For example, the title story, which is the last story in the volume, takes the idea that the devil has been put out of business by the modern world, and poor unemployed Lucifer goes around talking to people in various lines of work who illustrate for him why the devil is no longer needed. In the first story, "The Eternally Wandering Jew," Jews take over the Catholic church and start these new Catholics go on to oppress the now ex-Catholics in the same way the church and society formerly oppressed Jews. In "Kings in Exile," the former crowned heads of Europe are exiled to a remote island, where they attempt to recreate the world as they had known, and end up regressing through the stages of civilization. In one of my favorite stories, "The History of the Last Revolution in England," a soccer ball intrudes on a fight between the revolutionaries and the military, and they end up setting themselves up as soccer teams instead. In several of the stories, such as "Has Anyone Seen Pigeon Street?," Wat turns the idea of reality on its head -- with a trick at the end.

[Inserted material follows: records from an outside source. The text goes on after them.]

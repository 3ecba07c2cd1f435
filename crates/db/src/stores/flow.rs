use async_trait::async_trait;
use chrono::{DateTime, Utc};
use sqlx::sqlite::SqliteRow;
use sqlx::Row;

use pagoflow_core::domain::flow::FlowStatus;
use pagoflow_core::{ConversationId, CustomerInfo, FlowId, PaymentFlow, PhoneNumber};

use super::{PaymentFlowStore, StoreError};
use crate::DbPool;

pub struct SqlPaymentFlowStore {
    pool: DbPool,
}

impl SqlPaymentFlowStore {
    pub fn new(pool: DbPool) -> Self {
        Self { pool }
    }

    async fn upsert(&self, flow: &PaymentFlow) -> Result<(), StoreError> {
        sqlx::query(
            "INSERT OR REPLACE INTO payment_flows ( \
                 flow_id, conversation_id, customer_phone, items, customer, \
                 payment_id, transaction_id, checkout_url, status, payment_status, \
                 payment_data, created_at, updated_at, expires_at, metadata \
             ) VALUES (?1, ?2, ?3, ?4, ?5, ?6, ?7, ?8, ?9, ?10, ?11, ?12, ?13, ?14, ?15)",
        )
        .bind(&flow.flow_id.0)
        .bind(&flow.conversation_id.0)
        .bind(flow.customer_phone.as_str())
        .bind(encode_json(&flow.items)?)
        .bind(encode_json(&flow.customer)?)
        .bind(flow.payment_id.as_deref())
        .bind(flow.transaction_id.as_deref())
        .bind(flow.checkout_url.as_deref())
        .bind(flow.status.as_str())
        .bind(flow.payment_status.as_deref())
        .bind(flow.payment_data.as_ref().map(|data| data.to_string()))
        .bind(flow.created_at)
        .bind(flow.updated_at)
        .bind(flow.expires_at)
        .bind(encode_json(&flow.metadata)?)
        .execute(&self.pool)
        .await?;
        Ok(())
    }
}

#[async_trait]
impl PaymentFlowStore for SqlPaymentFlowStore {
    async fn put(&self, flow: &PaymentFlow) -> Result<(), StoreError> {
        self.upsert(flow).await
    }

    async fn update(&self, flow: &PaymentFlow) -> Result<(), StoreError> {
        self.upsert(flow).await
    }

    async fn get(&self, flow_id: &FlowId) -> Result<Option<PaymentFlow>, StoreError> {
        let row = sqlx::query("SELECT * FROM payment_flows WHERE flow_id = ?1")
            .bind(&flow_id.0)
            .fetch_optional(&self.pool)
            .await?;
        row.map(decode_flow).transpose()
    }

    async fn get_by_payment_id(
        &self,
        payment_id: &str,
    ) -> Result<Option<PaymentFlow>, StoreError> {
        let row = sqlx::query("SELECT * FROM payment_flows WHERE payment_id = ?1")
            .bind(payment_id)
            .fetch_optional(&self.pool)
            .await?;
        row.map(decode_flow).transpose()
    }
}

fn encode_json<T: serde::Serialize>(value: &T) -> Result<String, StoreError> {
    serde_json::to_string(value).map_err(|error| StoreError::Decode(error.to_string()))
}

fn decode_json<T: serde::de::DeserializeOwned>(raw: &str, column: &str) -> Result<T, StoreError> {
    serde_json::from_str(raw)
        .map_err(|error| StoreError::Decode(format!("column {column}: {error}")))
}

fn decode_flow(row: SqliteRow) -> Result<PaymentFlow, StoreError> {
    let status_raw: String = row.try_get("status")?;
    let status = FlowStatus::parse(&status_raw)
        .ok_or_else(|| StoreError::Decode(format!("unknown flow status {status_raw:?}")))?;

    let phone_raw: String = row.try_get("customer_phone")?;
    let customer_phone = PhoneNumber::parse(&phone_raw)
        .map_err(|error| StoreError::Decode(error.to_string()))?;

    let items_raw: String = row.try_get("items")?;
    let customer_raw: String = row.try_get("customer")?;
    let metadata_raw: String = row.try_get("metadata")?;
    let payment_data_raw: Option<String> = row.try_get("payment_data")?;

    let customer: CustomerInfo = decode_json(&customer_raw, "customer")?;
    let payment_data = payment_data_raw
        .as_deref()
        .map(|raw| decode_json(raw, "payment_data"))
        .transpose()?;

    let created_at: DateTime<Utc> = row.try_get("created_at")?;
    let updated_at: Option<DateTime<Utc>> = row.try_get("updated_at")?;
    let expires_at: Option<DateTime<Utc>> = row.try_get("expires_at")?;

    Ok(PaymentFlow {
        flow_id: FlowId(row.try_get("flow_id")?),
        conversation_id: ConversationId(row.try_get("conversation_id")?),
        customer_phone,
        items: decode_json(&items_raw, "items")?,
        customer,
        payment_id: row.try_get("payment_id")?,
        transaction_id: row.try_get("transaction_id")?,
        checkout_url: row.try_get("checkout_url")?,
        status,
        payment_status: row.try_get("payment_status")?,
        payment_data,
        created_at,
        updated_at,
        expires_at,
        metadata: decode_json(&metadata_raw, "metadata")?,
    })
}

#[cfg(test)]
mod tests {
    use pagoflow_core::domain::flow::FlowStatus;
    use pagoflow_core::{
        CartItem, ConversationId, CustomerInfo, Money, PaymentFlow, PhoneNumber,
    };

    use crate::stores::PaymentFlowStore;
    use crate::{connect_with_settings, migrations};

    use super::SqlPaymentFlowStore;

    async fn store() -> SqlPaymentFlowStore {
        let pool = connect_with_settings("sqlite::memory:?cache=shared", 1, 5)
            .await
            .expect("pool should connect");
        migrations::run_pending(&pool).await.expect("migrations should apply");
        SqlPaymentFlowStore::new(pool)
    }

    fn flow(preference_id: &str) -> PaymentFlow {
        let mut flow = PaymentFlow::new(
            ConversationId("conv-sql".to_owned()),
            PhoneNumber::parse("3001234567").expect("valid phone"),
            vec![CartItem {
                id: "sku1".to_owned(),
                title: "Camisa".to_owned(),
                description: Some("Talla M".to_owned()),
                quantity: 2,
                unit_price: Money::from_minor_units(5_000_000),
            }],
            CustomerInfo { name: Some("Laura".to_owned()), email: None },
        );
        flow.attach_preference(
            preference_id.to_owned(),
            format!("txn-{preference_id}"),
            format!("https://mp.example/checkout/{preference_id}"),
            None,
        )
        .expect("fresh flow accepts preference");
        flow
    }

    #[tokio::test]
    async fn stored_flows_round_trip_with_their_items_and_metadata() {
        let store = store().await;
        let mut flow = flow("pref-sql-rt");
        flow.metadata.insert("retry_attempt".to_owned(), serde_json::Value::from(1));
        store.put(&flow).await.expect("put should succeed");

        let loaded = store
            .get(&flow.flow_id)
            .await
            .expect("get should succeed")
            .expect("flow should exist");
        assert_eq!(loaded.flow_id, flow.flow_id);
        assert_eq!(loaded.items, flow.items);
        assert_eq!(loaded.customer, flow.customer);
        assert_eq!(loaded.status, flow.status);
        assert_eq!(loaded.checkout_url, flow.checkout_url);
        assert_eq!(loaded.metadata, flow.metadata);
        assert_eq!(loaded.total_amount(), Money::from_minor_units(10_000_000));
    }

    #[tokio::test]
    async fn lookup_by_payment_id_uses_the_secondary_index() {
        let store = store().await;
        let flow = flow("pref-sql-idx");
        store.put(&flow).await.expect("put should succeed");

        let by_payment = store
            .get_by_payment_id("pref-sql-idx")
            .await
            .expect("lookup should succeed")
            .expect("flow should be indexed by payment id");
        assert_eq!(by_payment.flow_id, flow.flow_id);

        let missing = store
            .get_by_payment_id("pref-unknown")
            .await
            .expect("lookup should succeed");
        assert!(missing.is_none());
    }

    #[tokio::test]
    async fn update_is_last_writer_wins() {
        let store = store().await;
        let mut flow = flow("pref-sql-upd");
        store.put(&flow).await.expect("put should succeed");

        flow.apply_status(FlowStatus::PaymentPending);
        flow.payment_status = Some("pending".to_owned());
        store.update(&flow).await.expect("update should succeed");

        let loaded = store
            .get(&flow.flow_id)
            .await
            .expect("get should succeed")
            .expect("flow should exist");
        assert_eq!(loaded.status, FlowStatus::PaymentPending);
        assert_eq!(loaded.payment_status.as_deref(), Some("pending"));
    }
}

In some ways the stories are prescient. Although the worst horrors of the 20th century, horrors that ended up enveloping Wat, were yet to happen, a reader (or maybe only a reader now, who knows what happened next), can feel something ominous hanging over some of the stories. They can be playful, but they are serious, and they don't embrace the modernity they represent.

Wat musing on history and the future:

"Does it always have to be true in human history that the simple, safe, small, insignificant, worthless things excite more passion, kindle more courage, animosity, and heroism; arouse more interest and encourage greater effort than than the dangerous, harmful, great, dignified, deadly things? So be it -- we will say with great solemnity. If that is how things really are, we should be happy, for there are so many harmful and explosive and annihilating things that one should wish that humanity should devote as little attention to them as possible." From "The History of the Last Revolution in England," p. 37.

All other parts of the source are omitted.